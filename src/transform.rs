use std::{cell::Cell, rc::Rc};

/// "Changed since last check" bit shared between a transform and whoever
/// watches it. Owners [`mark`](Self::mark), watchers [`take`](Self::take).
#[derive(Debug, Clone, Default)]
pub struct ChangeFlag(Rc<Cell<bool>>);

impl ChangeFlag {
    pub fn mark(&self) {
        self.0.set(true);
    }

    /// Read and clear.
    pub fn take(&self) -> bool {
        self.0.replace(false)
    }

    pub fn is_set(&self) -> bool {
        self.0.get()
    }
}

/// Position plus yaw/pitch orientation (degrees). Roll is never used.
#[derive(Debug, Clone)]
pub struct Transform {
    position: glam::Vec3,
    yaw: f32,
    pitch: f32,
    changed: ChangeFlag,
}

impl Transform {
    pub fn new(position: glam::Vec3, yaw: f32, pitch: f32) -> Self {
        Self {
            position,
            yaw,
            pitch,
            changed: ChangeFlag::default(),
        }
    }

    pub fn position(&self) -> glam::Vec3 {
        self.position
    }

    pub fn yaw(&self) -> f32 {
        self.yaw
    }

    pub fn pitch(&self) -> f32 {
        self.pitch
    }

    pub fn set_position(&mut self, position: glam::Vec3) {
        if position != self.position {
            self.position = position;
            self.changed.mark();
        }
    }

    pub fn translate(&mut self, offset: glam::Vec3) {
        self.set_position(self.position + offset);
    }

    pub fn set_orientation(&mut self, yaw: f32, pitch: f32) {
        if yaw != self.yaw || pitch != self.pitch {
            self.yaw = yaw;
            self.pitch = pitch;
            self.changed.mark();
        }
    }

    /// Handle for a change tracker. Does not grant mutation.
    pub fn change_flag(&self) -> ChangeFlag {
        self.changed.clone()
    }

    pub fn rotation(&self) -> glam::Quat {
        glam::Quat::from_euler(
            glam::EulerRot::YXZ,
            self.yaw.to_radians(),
            self.pitch.to_radians(),
            0.0,
        )
    }

    /// Looking direction; -Z at zero yaw and pitch.
    pub fn forward(&self) -> glam::Vec3 {
        self.rotation() * glam::Vec3::NEG_Z
    }

    pub fn right(&self) -> glam::Vec3 {
        self.rotation() * glam::Vec3::X
    }

    pub fn to_matrix(&self) -> glam::Mat4 {
        glam::Mat4::from_rotation_translation(self.rotation(), self.position)
    }
}

#[cfg(test)]
mod tests {
    use super::*;

    #[test]
    fn take_clears_flag() {
        let flag = ChangeFlag::default();
        assert!(!flag.take());
        flag.mark();
        assert!(flag.is_set());
        assert!(flag.take());
        assert!(!flag.take());
    }

    #[test]
    fn only_real_changes_mark() {
        let mut transform = Transform::new(glam::Vec3::ZERO, 0.0, 0.0);
        let flag = transform.change_flag();

        transform.set_position(glam::Vec3::ZERO);
        transform.set_orientation(0.0, 0.0);
        assert!(!flag.take());

        transform.translate(glam::Vec3::X);
        assert!(flag.take());

        transform.set_orientation(10.0, 0.0);
        assert!(flag.take());
    }

    #[test]
    fn forward_follows_yaw_and_pitch() {
        let level = Transform::new(glam::Vec3::ZERO, 0.0, 0.0);
        assert!(level.forward().abs_diff_eq(glam::Vec3::NEG_Z, 1e-6));

        let turned = Transform::new(glam::Vec3::ZERO, 90.0, 0.0);
        assert!(turned.forward().abs_diff_eq(glam::Vec3::NEG_X, 1e-6));

        let down = Transform::new(glam::Vec3::ZERO, 0.0, -90.0);
        assert!(down.forward().abs_diff_eq(glam::Vec3::NEG_Y, 1e-6));
    }
}
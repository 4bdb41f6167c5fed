use bytemuck::{Pod, Zeroable};
use wgpu::util::DeviceExt;

use crate::{renderer::SceneUpload, scene::GpuSphere, target::RenderTarget};

/// Must match `@workgroup_size` in the shaders.
pub const WORKGROUP_SIZE: u32 = 8;

/// Per-dispatch inputs, mirrors `Params` in `trace.wgsl`.
#[repr(C)]
#[derive(Clone, Copy, Pod, Zeroable, Debug, PartialEq)]
pub struct KernelParams {
    pub camera_to_world: [[f32; 4]; 4],
    pub inverse_projection: [[f32; 4]; 4],
    /// Direction in `xyz`, intensity in `w`.
    pub directional_light: [f32; 4],
    /// Sub-pixel jitter in [0, 1).
    pub pixel_offset: [f32; 2],
    pub max_bounces: u32,
    /// Zero disables the sphere buffer.
    pub sphere_count: u32,
}

pub fn workgroup_count(pixels: u32) -> u32 {
    (pixels + WORKGROUP_SIZE - 1) / WORKGROUP_SIZE
}

/// Compute pipeline writing one noisy radiance sample per pixel.
pub struct TracingKernel {
    pipeline: wgpu::ComputePipeline,
    bind_group_layout: wgpu::BindGroupLayout,
    params: wgpu::Buffer,
    // Stands in for the sphere buffer when the scene is empty.
    placeholder: wgpu::Buffer,
}

impl TracingKernel {
    pub fn new(device: &wgpu::Device) -> Self {
        let shader = device.create_shader_module(wgpu::include_wgsl!("asset/shader/trace.wgsl"));

        let bind_group_layout = device.create_bind_group_layout(&wgpu::BindGroupLayoutDescriptor {
            label: Some("trace_bind_group_layout"),
            entries: &[
                wgpu::BindGroupLayoutEntry {
                    binding: 0,
                    visibility: wgpu::ShaderStages::COMPUTE,
                    ty: wgpu::BindingType::Buffer {
                        ty: wgpu::BufferBindingType::Uniform,
                        has_dynamic_offset: false,
                        min_binding_size: None,
                    },
                    count: None,
                },
                wgpu::BindGroupLayoutEntry {
                    binding: 1,
                    visibility: wgpu::ShaderStages::COMPUTE,
                    ty: wgpu::BindingType::Buffer {
                        ty: wgpu::BufferBindingType::Storage { read_only: true },
                        has_dynamic_offset: false,
                        min_binding_size: None,
                    },
                    count: None,
                },
                wgpu::BindGroupLayoutEntry {
                    binding: 2,
                    visibility: wgpu::ShaderStages::COMPUTE,
                    ty: wgpu::BindingType::Texture {
                        multisampled: false,
                        view_dimension: wgpu::TextureViewDimension::D2,
                        sample_type: wgpu::TextureSampleType::Float { filterable: false },
                    },
                    count: None,
                },
                wgpu::BindGroupLayoutEntry {
                    binding: 3,
                    visibility: wgpu::ShaderStages::COMPUTE,
                    ty: wgpu::BindingType::StorageTexture {
                        access: wgpu::StorageTextureAccess::WriteOnly,
                        format: wgpu::TextureFormat::Rgba32Float,
                        view_dimension: wgpu::TextureViewDimension::D2,
                    },
                    count: None,
                },
            ],
        });

        let pipeline_layout = device.create_pipeline_layout(&wgpu::PipelineLayoutDescriptor {
            label: Some("Trace Pipeline Layout"),
            bind_group_layouts: &[&bind_group_layout],
            push_constant_ranges: &[],
        });

        let pipeline = device.create_compute_pipeline(&wgpu::ComputePipelineDescriptor {
            label: Some("Trace Pipeline"),
            layout: Some(&pipeline_layout),
            module: &shader,
            entry_point: "main",
        });

        let params = device.create_buffer(&wgpu::BufferDescriptor {
            label: Some("trace params"),
            size: std::mem::size_of::<KernelParams>() as u64,
            usage: wgpu::BufferUsages::UNIFORM | wgpu::BufferUsages::COPY_DST,
            mapped_at_creation: false,
        });

        let placeholder = device.create_buffer_init(&wgpu::util::BufferInitDescriptor {
            label: Some("empty scene"),
            contents: bytemuck::bytes_of(&GpuSphere::zeroed()),
            usage: wgpu::BufferUsages::STORAGE,
        });

        Self {
            pipeline,
            bind_group_layout,
            params,
            placeholder,
        }
    }

    pub fn bind(
        &self,
        device: &wgpu::Device,
        scene: &SceneUpload,
        skybox: &wgpu::TextureView,
        target: &RenderTarget,
    ) -> wgpu::BindGroup {
        let (spheres, _) = self.scene_input(scene);
        device.create_bind_group(&wgpu::BindGroupDescriptor {
            label: Some("trace_bind_group"),
            layout: &self.bind_group_layout,
            entries: &[
                wgpu::BindGroupEntry {
                    binding: 0,
                    resource: self.params.as_entire_binding(),
                },
                wgpu::BindGroupEntry {
                    binding: 1,
                    resource: spheres.as_entire_binding(),
                },
                wgpu::BindGroupEntry {
                    binding: 2,
                    resource: wgpu::BindingResource::TextureView(skybox),
                },
                wgpu::BindGroupEntry {
                    binding: 3,
                    resource: wgpu::BindingResource::TextureView(&target.sample_view),
                },
            ],
        })
    }

    /// Sphere buffer and record count the next dispatch will see.
    pub fn scene_input<'a>(&'a self, scene: &'a SceneUpload) -> (&'a wgpu::Buffer, u32) {
        scene.input(&self.placeholder)
    }

    pub fn release(self) {
        self.params.destroy();
        self.placeholder.destroy();
    }

    /// Upload `params` and record the trace pass. Fire and forget.
    pub fn dispatch(
        &self,
        queue: &wgpu::Queue,
        encoder: &mut wgpu::CommandEncoder,
        bind_group: &wgpu::BindGroup,
        params: &KernelParams,
        width: u32,
        height: u32,
    ) {
        queue.write_buffer(&self.params, 0, bytemuck::bytes_of(params));

        let mut pass = encoder.begin_compute_pass(&wgpu::ComputePassDescriptor {
            label: Some("Trace Pass"),
        });
        pass.set_pipeline(&self.pipeline);
        pass.set_bind_group(0, bind_group, &[]);
        pass.dispatch_workgroups(workgroup_count(width), workgroup_count(height), 1);
    }
}

#[cfg(test)]
mod tests {
    use super::*;

    #[test]
    fn params_match_wgsl_layout() {
        assert_eq!(std::mem::size_of::<KernelParams>(), 160);
    }

    #[test]
    fn workgroups_cover_partial_tiles() {
        assert_eq!(workgroup_count(8), 1);
        assert_eq!(workgroup_count(9), 2);
        assert_eq!(workgroup_count(1920), 240);
        assert_eq!(workgroup_count(1), 1);
    }
}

━━━━━━━━━━

◆ TASK ITEM ◆
Filter the records above for lines containing the word "encoder", and copy those lines.

◆ SOLUTION FOR THIS EXERCISE ◆
        encoder: &mut wgpu::CommandEncoder,
        let mut pass = encoder.begin_compute_pass(&wgpu::ComputePassDescriptor {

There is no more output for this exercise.